Take the listing below and reproduce it in full. Change nothing.

**Dataset extract:**
# # #

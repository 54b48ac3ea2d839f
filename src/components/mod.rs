pub mod notify_buttons;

# # #

**Solution:**
repository 54b48ac3ea2d839f
filename src/components/mod.rs
pub mod notify_buttons;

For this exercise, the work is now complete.